Problem statement :: Your reply should be made up of every line in the records below that holds the string "PageContext".

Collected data
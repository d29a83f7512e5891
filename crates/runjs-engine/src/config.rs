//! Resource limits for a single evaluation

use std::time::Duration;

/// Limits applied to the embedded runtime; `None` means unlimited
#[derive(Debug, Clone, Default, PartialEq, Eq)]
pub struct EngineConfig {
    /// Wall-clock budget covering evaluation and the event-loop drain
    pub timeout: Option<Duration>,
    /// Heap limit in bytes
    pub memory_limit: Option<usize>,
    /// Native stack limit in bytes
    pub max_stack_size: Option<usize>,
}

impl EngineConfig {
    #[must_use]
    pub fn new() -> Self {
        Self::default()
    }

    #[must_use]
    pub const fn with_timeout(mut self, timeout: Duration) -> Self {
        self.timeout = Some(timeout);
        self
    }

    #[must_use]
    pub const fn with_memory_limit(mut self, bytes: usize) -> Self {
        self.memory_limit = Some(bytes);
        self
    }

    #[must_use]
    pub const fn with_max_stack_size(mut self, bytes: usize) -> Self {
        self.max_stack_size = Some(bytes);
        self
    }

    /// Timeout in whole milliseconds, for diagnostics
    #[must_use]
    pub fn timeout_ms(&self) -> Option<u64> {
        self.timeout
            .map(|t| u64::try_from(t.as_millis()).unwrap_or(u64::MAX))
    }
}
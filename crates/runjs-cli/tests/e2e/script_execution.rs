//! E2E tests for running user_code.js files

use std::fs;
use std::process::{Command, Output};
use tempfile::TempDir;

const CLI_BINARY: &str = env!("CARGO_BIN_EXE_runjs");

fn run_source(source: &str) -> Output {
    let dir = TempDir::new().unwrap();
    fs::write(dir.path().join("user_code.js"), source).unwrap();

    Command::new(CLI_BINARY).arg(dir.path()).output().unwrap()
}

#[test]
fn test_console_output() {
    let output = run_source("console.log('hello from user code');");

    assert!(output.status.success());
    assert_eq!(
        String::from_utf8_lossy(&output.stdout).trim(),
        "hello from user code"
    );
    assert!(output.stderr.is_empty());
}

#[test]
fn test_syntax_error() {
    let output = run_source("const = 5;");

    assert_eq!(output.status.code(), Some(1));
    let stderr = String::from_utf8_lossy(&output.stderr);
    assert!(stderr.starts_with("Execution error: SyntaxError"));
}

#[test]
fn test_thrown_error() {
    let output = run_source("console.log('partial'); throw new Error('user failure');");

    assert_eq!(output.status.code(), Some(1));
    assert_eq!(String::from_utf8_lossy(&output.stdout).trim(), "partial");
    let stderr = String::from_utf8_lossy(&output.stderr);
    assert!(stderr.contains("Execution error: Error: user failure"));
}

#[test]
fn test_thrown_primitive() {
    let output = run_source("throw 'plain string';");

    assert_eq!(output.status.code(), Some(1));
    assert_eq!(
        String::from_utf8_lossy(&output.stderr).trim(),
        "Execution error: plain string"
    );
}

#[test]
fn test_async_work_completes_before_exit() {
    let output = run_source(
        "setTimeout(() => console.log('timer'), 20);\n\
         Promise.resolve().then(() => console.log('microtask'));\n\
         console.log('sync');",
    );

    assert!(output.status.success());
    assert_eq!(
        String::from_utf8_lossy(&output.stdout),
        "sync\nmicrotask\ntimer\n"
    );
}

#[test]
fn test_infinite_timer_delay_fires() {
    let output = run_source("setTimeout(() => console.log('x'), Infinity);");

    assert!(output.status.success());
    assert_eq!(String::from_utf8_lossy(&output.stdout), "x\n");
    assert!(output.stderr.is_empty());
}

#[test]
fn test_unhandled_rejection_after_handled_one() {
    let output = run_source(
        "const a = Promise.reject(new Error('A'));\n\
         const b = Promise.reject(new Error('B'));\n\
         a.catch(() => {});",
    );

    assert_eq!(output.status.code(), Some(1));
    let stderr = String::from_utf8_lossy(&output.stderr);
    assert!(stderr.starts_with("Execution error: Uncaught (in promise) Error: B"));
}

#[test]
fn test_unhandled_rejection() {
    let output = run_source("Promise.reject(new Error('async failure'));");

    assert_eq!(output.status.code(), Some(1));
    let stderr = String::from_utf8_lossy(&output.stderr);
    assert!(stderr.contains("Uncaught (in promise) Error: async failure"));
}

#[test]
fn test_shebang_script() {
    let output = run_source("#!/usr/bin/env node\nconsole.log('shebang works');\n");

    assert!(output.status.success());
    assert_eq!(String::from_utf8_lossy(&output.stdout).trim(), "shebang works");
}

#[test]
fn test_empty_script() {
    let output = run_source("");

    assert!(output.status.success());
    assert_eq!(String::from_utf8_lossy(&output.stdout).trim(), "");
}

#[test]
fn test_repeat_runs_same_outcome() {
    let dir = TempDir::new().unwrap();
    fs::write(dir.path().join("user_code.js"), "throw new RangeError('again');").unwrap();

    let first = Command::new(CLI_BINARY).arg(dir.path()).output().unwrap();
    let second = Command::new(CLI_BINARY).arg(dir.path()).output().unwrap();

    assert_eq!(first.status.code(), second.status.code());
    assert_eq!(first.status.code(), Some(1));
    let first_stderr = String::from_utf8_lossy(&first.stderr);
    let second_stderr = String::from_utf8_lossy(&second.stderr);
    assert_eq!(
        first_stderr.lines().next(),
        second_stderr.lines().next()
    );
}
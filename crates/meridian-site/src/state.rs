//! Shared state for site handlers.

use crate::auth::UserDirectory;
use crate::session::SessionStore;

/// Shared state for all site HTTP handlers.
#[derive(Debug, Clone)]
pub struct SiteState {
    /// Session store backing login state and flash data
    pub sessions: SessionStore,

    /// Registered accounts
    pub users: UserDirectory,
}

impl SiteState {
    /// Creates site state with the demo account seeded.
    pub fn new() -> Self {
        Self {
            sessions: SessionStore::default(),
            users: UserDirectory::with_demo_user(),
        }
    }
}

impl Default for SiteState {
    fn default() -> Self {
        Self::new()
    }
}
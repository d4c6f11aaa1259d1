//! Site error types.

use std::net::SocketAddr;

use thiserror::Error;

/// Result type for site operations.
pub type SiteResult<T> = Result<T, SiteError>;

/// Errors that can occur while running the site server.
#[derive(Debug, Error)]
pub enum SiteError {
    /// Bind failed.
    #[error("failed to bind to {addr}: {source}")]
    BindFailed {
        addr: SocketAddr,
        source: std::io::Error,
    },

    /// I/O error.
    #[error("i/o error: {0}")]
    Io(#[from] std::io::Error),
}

==

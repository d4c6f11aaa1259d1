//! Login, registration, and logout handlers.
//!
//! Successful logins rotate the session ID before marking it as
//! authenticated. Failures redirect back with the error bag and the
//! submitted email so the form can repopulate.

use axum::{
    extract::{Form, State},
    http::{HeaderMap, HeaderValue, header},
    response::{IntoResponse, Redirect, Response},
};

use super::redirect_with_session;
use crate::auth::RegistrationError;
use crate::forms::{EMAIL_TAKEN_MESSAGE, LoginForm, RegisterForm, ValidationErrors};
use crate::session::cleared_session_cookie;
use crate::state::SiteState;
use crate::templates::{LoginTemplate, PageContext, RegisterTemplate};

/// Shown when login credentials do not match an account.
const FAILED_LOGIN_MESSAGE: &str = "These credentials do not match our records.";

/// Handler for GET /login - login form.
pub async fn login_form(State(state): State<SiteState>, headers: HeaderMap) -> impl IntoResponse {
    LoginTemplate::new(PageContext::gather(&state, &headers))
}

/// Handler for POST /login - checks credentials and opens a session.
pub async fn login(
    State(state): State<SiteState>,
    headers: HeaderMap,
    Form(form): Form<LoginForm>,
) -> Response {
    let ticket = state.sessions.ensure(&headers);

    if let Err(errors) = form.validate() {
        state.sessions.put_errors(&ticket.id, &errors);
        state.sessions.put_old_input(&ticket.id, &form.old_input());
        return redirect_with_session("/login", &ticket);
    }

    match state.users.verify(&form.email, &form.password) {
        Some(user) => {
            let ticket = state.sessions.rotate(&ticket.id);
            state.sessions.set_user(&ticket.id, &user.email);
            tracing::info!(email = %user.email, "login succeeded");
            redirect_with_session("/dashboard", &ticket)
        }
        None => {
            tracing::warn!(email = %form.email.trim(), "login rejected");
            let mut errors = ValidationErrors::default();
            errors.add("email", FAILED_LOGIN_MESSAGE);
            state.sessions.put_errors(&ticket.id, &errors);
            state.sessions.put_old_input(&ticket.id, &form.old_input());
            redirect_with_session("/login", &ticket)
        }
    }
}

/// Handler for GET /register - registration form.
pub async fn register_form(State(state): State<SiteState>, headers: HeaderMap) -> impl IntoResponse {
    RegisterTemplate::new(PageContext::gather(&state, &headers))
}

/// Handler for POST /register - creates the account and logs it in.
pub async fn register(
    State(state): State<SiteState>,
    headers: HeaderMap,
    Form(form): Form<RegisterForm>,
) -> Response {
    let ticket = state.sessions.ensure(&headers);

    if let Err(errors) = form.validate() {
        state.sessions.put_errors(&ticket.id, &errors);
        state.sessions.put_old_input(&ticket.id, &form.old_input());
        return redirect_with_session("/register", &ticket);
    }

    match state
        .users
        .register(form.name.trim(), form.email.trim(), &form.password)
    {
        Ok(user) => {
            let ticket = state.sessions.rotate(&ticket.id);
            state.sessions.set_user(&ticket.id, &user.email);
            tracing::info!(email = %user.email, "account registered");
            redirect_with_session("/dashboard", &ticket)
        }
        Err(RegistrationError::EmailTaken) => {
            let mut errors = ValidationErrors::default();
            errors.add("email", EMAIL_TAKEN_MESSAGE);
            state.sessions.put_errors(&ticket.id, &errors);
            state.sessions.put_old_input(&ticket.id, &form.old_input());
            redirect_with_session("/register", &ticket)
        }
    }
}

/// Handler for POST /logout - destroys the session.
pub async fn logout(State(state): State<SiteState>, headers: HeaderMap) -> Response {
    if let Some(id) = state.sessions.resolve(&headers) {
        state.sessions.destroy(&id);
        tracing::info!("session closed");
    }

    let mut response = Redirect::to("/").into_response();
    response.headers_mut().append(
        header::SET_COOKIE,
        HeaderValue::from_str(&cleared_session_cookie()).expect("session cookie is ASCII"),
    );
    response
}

Expected answer ::
use crate::templates::{LoginTemplate, PageContext, RegisterTemplate};
    LoginTemplate::new(PageContext::gather(&state, &headers))
    RegisterTemplate::new(PageContext::gather(&state, &headers))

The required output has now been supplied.